DPR Desak Satgas PPKS Tingkatkan Kinerja dalam Pencegahan Kekerasan Seksual di Kampus

Frankenstein45.Com – 07 April 2026 | Anggota Komisi X DPR RI, Muhammad Hilman Mufidi, pada Rapat Komisi X Senin (5/4/2024) menekankan pentingnya peran Satuan Tugas Pencegahan dan Penanganan Kekerasan Seksual (Satgas PPKS) dalam menanggulangi kasus kekerasan seksual di lingkungan perguruan tinggi. Ia meminta Satgas untuk bekerja secara optimal, dengan koordinasi lintas kementerian dan lembaga terkait.

Hilman menyoroti bahwa Satgas PPKS, yang dibentuk pada 2022, belum sepenuhnya mengoptimalkan mandatnya. Ia mengusulkan langkah-langkah berikut:

  • Penguatan jaringan kerjasama antara Satgas, institusi pendidikan, dan lembaga penegak hukum.
  • Penyusunan standar operasional prosedur (SOP) yang seragam untuk penanganan kasus di semua perguruan tinggi.
  • Peningkatan kapasitas pelatihan bagi tim Satgas, termasuk keterampilan forensik digital dan konseling trauma.
  • Pembentukan unit khusus di setiap universitas yang menjadi titik kontak pertama bagi korban.

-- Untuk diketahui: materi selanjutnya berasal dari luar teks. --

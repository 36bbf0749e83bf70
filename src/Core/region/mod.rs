use crate::Core::SharedMemory::SharedMemoryBackend;
use crate::Ring::Buffer::layout::{Direction, SharedRegion, REGION_SIZE};
use crate::Ring::Buffer::RingBuffer;
use std::io;
mod debug;
mod getters;

/// A process-local mapping of one channel's [`SharedRegion`].
///
/// The first process to open a channel creates the segment and zeroes it;
/// every later opener maps it as found, head counters and slots included.
pub struct RegionMapping {
    shm: Box<dyn SharedMemoryBackend>,
    region: *mut SharedRegion,
}

impl RegionMapping {
    /// Create or open the segment `name` and view it as a [`SharedRegion`].
    pub fn open(name: &str) -> io::Result<Self> {
        let shm = crate::Core::SharedMemory::open_shared_memory(name, REGION_SIZE).map_err(|e| {
            io::Error::new(
                e.kind(),
                format!(
                    "Failed to open shared region:\n\
                    ├─ Name:        {name}\n\
                    ├─ Region size: {REGION_SIZE}\n\
                    ╰─ Error: {e}"
                ),
            )
        })?;
        Self::from_backend(shm)
    }

    /// Wrap an already mapped backend. Zeroes the region if the backend created it.
    pub fn from_backend(shm: Box<dyn SharedMemoryBackend>) -> io::Result<Self> {
        if shm.size() < REGION_SIZE {
            return Err(io::Error::new(
                io::ErrorKind::InvalidData,
                format!(
                    "Shared memory too small for region: {} < {}",
                    shm.size(),
                    REGION_SIZE
                ),
            ));
        }

        let region = shm.as_ptr() as *mut SharedRegion;
        if (region as usize) % std::mem::align_of::<SharedRegion>() != 0 {
            return Err(io::Error::new(
                io::ErrorKind::InvalidData,
                "Shared memory not properly aligned",
            ));
        }

        // Only the creator initialises; a second opener must not wipe live heads
        if shm.created() {
            unsafe {
                std::ptr::write_bytes(shm.as_ptr(), 0, REGION_SIZE);
            }
            log::debug!("Created and zeroed shared region {}", shm.name());
        } else {
            log::debug!("Attached to existing shared region {}", shm.name());
        }

        Ok(Self { shm, region })
    }

    /// Ring view for one direction. Valid while this mapping is alive.
    pub fn ring(&self, direction: Direction) -> RingBuffer {
        unsafe { RingBuffer::for_direction(self.region, direction) }
    }
}

// Access to the region goes through atomics and volatile slot copies
unsafe impl Send for RegionMapping {}
unsafe impl Sync for RegionMapping {}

Selain itu, Hilman menekankan pentingnya edukasi preventif melalui kurikulum dan program penyuluhan. “Kita harus menanamkan budaya saling menghormati sejak dini, serta menyediakan mekanisme pelaporan yang aman dan anonim,” ujarnya.

Dalam rapat tersebut, sejumlah anggota DPR lainnya menyatakan dukungan penuh terhadap usulan tersebut dan menuntut laporan progres Satgas PPKS setiap tiga bulan. Mereka juga mengingatkan bahwa penanganan kasus kekerasan seksual tidak hanya menjadi tanggung jawab institusi pendidikan, melainkan menjadi agenda nasional yang harus diintegrasikan dalam kebijakan publik.

Ke depan, Satgas PPKS diharapkan dapat menyajikan rencana aksi konkrit, termasuk alokasi anggaran khusus, serta melaporkan hasil implementasi kepada DPR dalam forum tahunan. Upaya ini diharapkan dapat menurunkan angka kekerasan seksual di kampus dan memberikan rasa aman bagi seluruh civitas akademika.